1. Academic Validation
  2. The neuron-restrictive silencer factor (NRSF): a coordinate repressor of multiple neuron-specific genes

The neuron-restrictive silencer factor (NRSF): a coordinate repressor of multiple neuron-specific genes

  • Science. 1995 Mar 3;267(5202):1360-3. doi: 10.1126/science.7871435.
C J Schoenherr 1 D J Anderson
Affiliations

Affiliation

  • 1 Division of Biology 216-76, California Institute of Technology, Pasadena 91125.
Abstract

The neuron-restrictive silencer factor (NRSF) binds a DNA sequence element, called the neuron-restrictive silencer element (NRSE), that represses neuronal gene transcription in nonneuronal cells. Consensus NRSEs have been identified in 18 neuron-specific genes. Complementary DNA clones encoding a functional fragment of NRSF were isolated and found to encode a novel protein containing eight noncanonical zinc fingers.
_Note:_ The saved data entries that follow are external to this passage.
//! Identity commands: sign in to a cloud profile, sign out, show status.
//!
//! Signing in resolves the API key to a user id via the server's `/me`
//! endpoint, switches the active partition to that user, and runs the
//! sign-in reconciliation against the cloud profile.

use clap::{Args, Subcommand};
use std::path::PathBuf;

use crate::config::{Config, ConfigSource, ConfigValue};
use crate::store::{LocalStore, PartitionId, RecordStore};
use crate::sync::{reconcile, ReconcileOutcome, SyncClient};

/// Sign in and out of a cloud profile
#[derive(Args)]
pub struct AuthCommand {
    #[command(subcommand)]
    command: AuthSubcommand,
}

#[derive(Subcommand)]
enum AuthSubcommand {
    /// Sign in with an API key
    Login {
        /// API key for the profile server
        #[arg(long, short)]
        key: String,

        /// Profile server URL (defaults to the configured one)
        #[arg(long, short)]
        server: Option<String>,
    },
    /// Sign out and return to the anonymous partition
    Logout,
    /// Show the current identity state
    Status,
}

impl AuthCommand {
    pub async fn run(
        &self,
        config: &Config,
        cli_config_path: Option<PathBuf>,
    ) -> Result<(), Box<dyn std::error::Error>> {
        match &self.command {
            AuthSubcommand::Login { key, server } => {
                login(config, cli_config_path, key, server.as_deref()).await
            }
            AuthSubcommand::Logout => logout(config, cli_config_path),
            AuthSubcommand::Status => status(config),
        }
    }
}

fn config_save_path(config: &Config, cli_config_path: Option<PathBuf>) -> PathBuf {
    cli_config_path
        .or_else(|| config.config_file.clone())
        .unwrap_or_else(Config::default_config_path)
}

async fn login(
    config: &Config,
    cli_config_path: Option<PathBuf>,
    key: &str,
    server: Option<&str>,
) -> Result<(), Box<dyn std::error::Error>> {
    let server_url = server
        .map(str::to_string)
        .or_else(|| config.sync.server_url.clone())
        .ok_or("No server URL. Pass --server or set sync.server_url in config.")?;

    let client = SyncClient::new(server_url.clone(), key.to_string());
    let user_id = client.fetch_identity().await?;
    let partition = PartitionId::user(user_id.clone())?;

    let mut updated = config.clone();
    updated.user = ConfigValue::new(Some(user_id.clone()), ConfigSource::File);
    updated.sync.server_url = Some(server_url);
    updated.sync.api_key = Some(key.to_string());
    updated.save(&config_save_path(config, cli_config_path))?;

    println!("Signed in as {}", user_id);

    // Identity changed: reconcile the user's partition with the cloud
    let store = RecordStore::new(LocalStore::new(updated.data_dir.value.clone()), partition);
    match reconcile(&client, &store, &user_id).await? {
        ReconcileOutcome::ReplacedLocal => {
            let (exercises, workouts) = store.load();
            println!(
                "Cloud profile restored ({} exercises, {} workout entries)",
                exercises.len(),
                workouts.len()
            );
        }
        ReconcileOutcome::PushedLocal => {
            println!("No cloud profile yet; uploaded local data");
        }
        ReconcileOutcome::Offline => {
            println!("Server unreachable; working offline");
        }
    }

    Ok(())
}

fn logout(
    config: &Config,
    cli_config_path: Option<PathBuf>,
) -> Result<(), Box<dyn std::error::Error>> {
    if config.user.value.is_none() {
        println!("Not signed in");
        return Ok(());
    }

    let mut updated = config.clone();
    updated.user = ConfigValue::new(None, ConfigSource::File);
    updated.sync.api_key = None;
    updated.save(&config_save_path(config, cli_config_path))?;

    println!("Signed out; the anonymous partition is active");
    Ok(())
}

fn status(config: &Config) -> Result<(), Box<dyn std::error::Error>> {
    match &config.user.value {
        Some(user) => println!("Signed in as {}", user),
        None => println!("Not signed in (anonymous partition)"),
    }

    match &config.sync.server_url {
        Some(url) => println!("Server:  {}", url),
        None => println!("Server:  not configured"),
    }

    if let Some(key) = &config.sync.api_key {
        println!("API key: {}...", &key[..key.len().min(8)]);
    }

    Ok(())
}
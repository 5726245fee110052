use clap::{Parser, Subcommand};
use std::path::PathBuf;
use tracing_subscriber::{layer::SubscriberExt, util::SubscriberInitExt};

use liftlog::commands::{
    AuthCommand, ConfigCommand, DashboardCommand, ExerciseCommand, HistoryCommand, LogCommand,
    SyncCommand,
};
use liftlog::config::Config;
use liftlog::store::{LocalStore, RecordStore};

#[derive(Parser)]
#[command(name = "liftlog")]
#[command(version)]
#[command(about = "A workout logging CLI application", long_about = None)]
struct Cli {
    /// Path to config file
    #[arg(long, short, global = true)]
    config: Option<PathBuf>,

    #[command(subcommand)]
    command: Option<Commands>,
}

#[derive(Subcommand)]
enum Commands {
    /// Show aggregated stats and recent activity
    Dashboard(DashboardCommand),

    /// Log a workout entry
    Log(LogCommand),

    /// Manage exercises (lifts)
    Exercise(ExerciseCommand),

    /// Browse and edit the workout history
    History(HistoryCommand),

    /// Sign in and out of a cloud profile
    Auth(AuthCommand),

    /// Push local data to the cloud profile
    Sync(SyncCommand),

    /// Manage configuration
    Config(ConfigCommand),
}

#[tokio::main]
async fn main() {
    tracing_subscriber::registry()
        .with(
            tracing_subscriber::EnvFilter::try_from_default_env()
                .unwrap_or_else(|_| "liftlog=warn".into()),
        )
        .with(tracing_subscriber::fmt::layer())
        .init();

    if let Err(e) = run().await {
        eprintln!("Error: {}", e);
        std::process::exit(1);
    }
}

async fn run() -> Result<(), Box<dyn std::error::Error>> {
    let cli = Cli::parse();

    // Save config path for commands that rewrite the config file
    let cli_config_path = cli.config.clone();

    // Load configuration and open the active partition
    let config = Config::load(cli.config)?;
    let store = RecordStore::new(
        LocalStore::new(config.data_dir.value.clone()),
        config.partition()?,
    );

    match cli.command {
        Some(Commands::Dashboard(cmd)) => cmd.run(&store)?,
        Some(Commands::Log(cmd)) => cmd.run(&store)?,
        Some(Commands::Exercise(cmd)) => cmd.run(&store)?,
        Some(Commands::History(cmd)) => cmd.run(&store)?,
        Some(Commands::Auth(cmd)) => cmd.run(&config, cli_config_path).await?,
        Some(Commands::Sync(cmd)) => cmd.run(&store, &config).await?,
        Some(Commands::Config(cmd)) => cmd.run(&config, cli_config_path)?,
        None => {
            println!("Use --help to see available commands");
        }
    }

    Ok(())
}
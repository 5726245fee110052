use chrono::Utc;
use clap::Args;
use std::collections::HashMap;

use crate::metrics::{recent_entries, DashboardStats};
use crate::store::RecordStore;

/// Show aggregated stats and recent activity
#[derive(Args)]
pub struct DashboardCommand {
    /// How many recent entries to show
    #[arg(long, default_value_t = 5)]
    pub recent: usize,
}

impl DashboardCommand {
    pub fn run(&self, store: &RecordStore) -> Result<(), Box<dyn std::error::Error>> {
        let (exercises, workouts) = store.load();
        let stats = DashboardStats::compute(&workouts, Utc::now());

        println!("Dashboard ({})", store.partition());
        println!("==========");
        println!("Sessions:         {}", stats.total_sessions);
        println!("Total volume:     {}", stats.total_volume);
        println!("Exercises trained: {}", stats.unique_exercises);
        println!("Personal records: {}", stats.personal_records);
        match stats.days_since_last_workout {
            Some(0) => println!("Last workout:     today"),
            Some(days) => println!("Last workout:     {} day(s) ago", days),
            None => println!("Last workout:     never"),
        }

        let recent = recent_entries(&workouts, self.recent);
        if !recent.is_empty() {
            let names: HashMap<_, _> = exercises
                .iter()
                .map(|e| (e.id, e.name.as_str()))
                .collect();

            println!();
            println!("Recent entries:");
            for entry in &recent {
                println!(
                    "  {}  {}  {}",
                    entry.date.format("%Y-%m-%d"),
                    names.get(&entry.exercise_id).unwrap_or(&"(unknown)"),
                    entry
                );
            }
        }

        Ok(())
    }
}
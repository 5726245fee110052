use chrono::{DateTime, Utc};
use serde::{Deserialize, Serialize};
use std::fmt;
use uuid::Uuid;

/// A named movement the user trains (e.g. "Back Squat").
///
/// Field names are camelCase in JSON to match the persisted partition
/// format and the profile server's wire contract.
#[derive(Debug, Clone, Serialize, Deserialize)]
#[serde(rename_all = "camelCase")]
pub struct Exercise {
    pub id: Uuid,
    pub name: String,
    pub created_at: DateTime<Utc>,
}

impl Exercise {
    pub fn new(name: impl Into<String>) -> Self {
        Self {
            id: Uuid::new_v4(),
            name: name.into(),
            created_at: Utc::now(),
        }
    }
}

impl fmt::Display for Exercise {
    fn fmt(&self, f: &mut fmt::Formatter<'_>) -> fmt::Result {
        write!(f, "{}", self.name)
    }
}

#[cfg(test)]
mod tests {
    use super::*;

    #[test]
    fn test_new_assigns_unique_ids() {
        let a = Exercise::new("Back Squat");
        let b = Exercise::new("Back Squat");
        assert_ne!(a.id, b.id);
        assert_eq!(a.name, "Back Squat");
    }

    #[test]
    fn test_json_uses_camel_case_fields() {
        let exercise = Exercise::new("Deadlift");
        let json = serde_json::to_string(&exercise).unwrap();

        assert!(json.contains("\"createdAt\""));
        assert!(json.contains("\"name\":\"Deadlift\""));
        assert!(!json.contains("created_at"));
    }

    #[test]
    fn test_json_roundtrip() {
        let exercise = Exercise::new("Bench Press");
        let json = serde_json::to_string(&exercise).unwrap();
        let parsed: Exercise = serde_json::from_str(&json).unwrap();

        assert_eq!(parsed.id, exercise.id);
        assert_eq!(parsed.name, exercise.name);
        assert_eq!(parsed.created_at, exercise.created_at);
    }
}
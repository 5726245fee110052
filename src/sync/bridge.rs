//! Sign-in reconciliation between the local partition and the cloud
//! profile.

use crate::store::{RecordStore, RecordStoreError};

use super::client::SyncClient;
use super::protocol::LoadResponse;

/// What a reconciliation pass did.
#[derive(Debug, Clone, Copy, PartialEq, Eq)]
pub enum ReconcileOutcome {
    /// The cloud profile was non-empty and replaced the local partition.
    ReplacedLocal,
    /// The cloud profile was empty; the local partition was pushed to it.
    PushedLocal,
    /// The server could not be reached or rejected the call; local data
    /// stays authoritative.
    Offline,
}

/// Which side wins for a pulled profile.
#[derive(Debug, Clone, Copy, PartialEq, Eq)]
pub enum MergeAction {
    ReplaceLocal,
    PushLocal,
}

/// A non-empty cloud profile replaces the local partition wholesale
/// (last-pull-wins, local-only records are lost). An empty one must not
/// destroy unsynced local data, so the local partition is pushed instead.
pub fn merge_action(remote: &LoadResponse) -> MergeAction {
    if remote.is_empty() {
        MergeAction::PushLocal
    } else {
        MergeAction::ReplaceLocal
    }
}

/// Runs the sign-in reconciliation for `user_id` against `store`'s
/// partition.
///
/// Network failures degrade to a no-op (`Offline`); only a local write
/// failure is surfaced as an error.
pub async fn reconcile(
    client: &SyncClient,
    store: &RecordStore,
    user_id: &str,
) -> Result<ReconcileOutcome, RecordStoreError> {
    let remote = match client.pull(user_id).await {
        Ok(remote) => remote,
        Err(e) => {
            tracing::warn!("Sync pull failed, keeping local data: {}", e);
            return Ok(ReconcileOutcome::Offline);
        }
    };

    match merge_action(&remote) {
        MergeAction::ReplaceLocal => {
            store.store(&remote.exercises, &remote.workouts)?;
            Ok(ReconcileOutcome::ReplacedLocal)
        }
        MergeAction::PushLocal => match push_local(client, store, user_id).await {
            Ok(true) => Ok(ReconcileOutcome::PushedLocal),
            Ok(false) => {
                tracing::warn!("Server rejected sync push");
                Ok(ReconcileOutcome::Offline)
            }
            Err(e) => {
                tracing::warn!("Sync push failed: {}", e);
                Ok(ReconcileOutcome::Offline)
            }
        },
    }
}

/// Pushes a snapshot of the current local partition to the cloud profile.
///
/// The snapshot is taken at call time; edits made while the push is in
/// flight are not included.
pub async fn push_local(
    client: &SyncClient,
    store: &RecordStore,
    user_id: &str,
) -> Result<bool, super::client::SyncError> {
    let (exercises, workouts) = store.load();
    client.push(user_id, &exercises, &workouts).await
}
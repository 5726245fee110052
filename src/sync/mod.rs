//! Cloud profile synchronization.
//!
//! The remote side is an opaque per-user profile store with two data
//! endpoints (`POST /sync`, `GET /load`) and an identity endpoint
//! (`GET /me`). The merge policy is deliberately blunt: on sign-in a
//! non-empty cloud profile replaces the local partition wholesale, and an
//! empty one receives the local partition instead. Any failure degrades
//! to a logged no-op; local data stays authoritative.

pub mod bridge;
pub mod client;
pub mod protocol;

pub use bridge::{merge_action, push_local, reconcile, MergeAction, ReconcileOutcome};
pub use client::{SyncClient, SyncError};
pub use protocol::{LoadResponse, MeResponse, SyncRequest, SyncResponse};
use clap::{Args, Subcommand, ValueEnum};

use crate::metrics::{personal_records, progression};
use crate::models::Exercise;
use crate::store::RecordStore;

use super::confirm;

#[derive(Clone, ValueEnum, Default)]
pub enum OutputFormat {
    #[default]
    Text,
    Json,
}

#[derive(Args)]
pub struct ExerciseCommand {
    #[command(subcommand)]
    pub command: ExerciseSubcommand,
}

#[derive(Subcommand)]
pub enum ExerciseSubcommand {
    /// Add a new exercise
    Add {
        /// Name of the exercise
        name: String,
    },

    /// List exercises with their PR weight and trend
    List {
        /// Output format
        #[arg(long, short, value_enum, default_value = "text")]
        format: OutputFormat,
    },

    /// Delete an exercise and all workout entries logged for it
    Delete {
        /// Exercise ID (UUID) or name
        identifier: String,

        /// Skip confirmation prompt
        #[arg(long, short)]
        force: bool,
    },
}

impl ExerciseCommand {
    pub fn run(&self, store: &RecordStore) -> Result<(), Box<dyn std::error::Error>> {
        match &self.command {
            ExerciseSubcommand::Add { name } => {
                let name = name.trim();
                if name.is_empty() {
                    return Err("Exercise name cannot be empty".into());
                }
                if store.find_exercise(name).is_some() {
                    return Err(format!("An exercise named '{}' already exists", name).into());
                }

                let exercise = Exercise::new(name);
                store.add_exercise(exercise.clone())?;
                println!("Added exercise '{}' ({})", exercise.name, exercise.id);
            }

            ExerciseSubcommand::List { format } => {
                let (exercises, workouts) = store.load();

                match format {
                    OutputFormat::Json => {
                        println!("{}", serde_json::to_string_pretty(&exercises)?);
                    }
                    OutputFormat::Text => {
                        if exercises.is_empty() {
                            println!("No exercises yet. Add one with: liftlog exercise add <name>");
                            return Ok(());
                        }

                        let records = personal_records(&workouts);
                        for exercise in &exercises {
                            let trend = progression(&workouts, exercise.id);
                            let pr = match records.get(&exercise.id) {
                                Some(weight) => format!("PR {}", weight),
                                None => "no entries".to_string(),
                            };
                            println!(
                                "{} {}  ({}, {})",
                                trend.arrow(),
                                exercise.name,
                                pr,
                                exercise.id
                            );
                        }
                    }
                }
            }

            ExerciseSubcommand::Delete { identifier, force } => {
                let exercise = store
                    .find_exercise(identifier)
                    .ok_or_else(|| format!("No exercise matching '{}'", identifier))?;

                let entry_count = store
                    .workouts()
                    .iter()
                    .filter(|w| w.exercise_id == exercise.id)
                    .count();

                if !force {
                    let prompt = format!(
                        "Delete '{}' and its {} workout entr{}?",
                        exercise.name,
                        entry_count,
                        if entry_count == 1 { "y" } else { "ies" }
                    );
                    if !confirm(&prompt)? {
                        println!("Cancelled");
                        return Ok(());
                    }
                }

                let purged = store.delete_exercise(exercise.id)?;
                println!(
                    "Deleted '{}' and {} workout entr{}",
                    exercise.name,
                    purged,
                    if purged == 1 { "y" } else { "ies" }
                );
            }
        }

        Ok(())
    }
}
use chrono::{NaiveDate, NaiveTime, Utc};
use clap::Args;

use crate::models::WorkoutEntry;
use crate::store::RecordStore;

/// Log a workout entry for an exercise
#[derive(Args)]
pub struct LogCommand {
    /// Exercise ID (UUID) or name
    pub exercise: String,

    /// Weight lifted (0 for bodyweight work)
    #[arg(long, short)]
    pub weight: f64,

    /// Reps per set
    #[arg(long, short, value_parser = clap::value_parser!(u32).range(1..))]
    pub reps: u32,

    /// Number of sets
    #[arg(long, short, value_parser = clap::value_parser!(u32).range(1..))]
    pub sets: u32,

    /// Difficulty rating 1-5, shown as RPE 6-10
    #[arg(long, value_parser = clap::value_parser!(u8).range(1..=5))]
    pub rpe: u8,

    /// Session date (YYYY-MM-DD, defaults to now)
    #[arg(long)]
    pub date: Option<String>,
}

impl LogCommand {
    pub fn run(&self, store: &RecordStore) -> Result<(), Box<dyn std::error::Error>> {
        if self.weight < 0.0 || !self.weight.is_finite() {
            return Err("Weight must be a non-negative number".into());
        }

        let exercise = store
            .find_exercise(&self.exercise)
            .ok_or_else(|| format!("No exercise matching '{}'", self.exercise))?;

        let date = match &self.date {
            Some(raw) => NaiveDate::parse_from_str(raw, "%Y-%m-%d")
                .map_err(|e| format!("Invalid date '{}': {}", raw, e))?
                .and_time(NaiveTime::MIN)
                .and_utc(),
            None => Utc::now(),
        };

        let entry = WorkoutEntry::new(exercise.id, self.weight, self.reps, self.sets, self.rpe, date);
        store.add_workout(entry.clone())?;

        println!(
            "Logged {}: {} on {}",
            exercise.name,
            entry,
            entry.date.format("%Y-%m-%d")
        );

        Ok(())
    }
}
Expression of NRSF mRNA was detected in most nonneuronal tissues at several developmental stages. In the nervous system, NRSF mRNA was detected in undifferentiated neuronal progenitors, but not in differentiated neurons. NRSF represents the first example of a vertebrate silencer protein that potentially regulates a large battery of cell type-specific genes, and therefore may function as a master negative regulator of neurogenesis.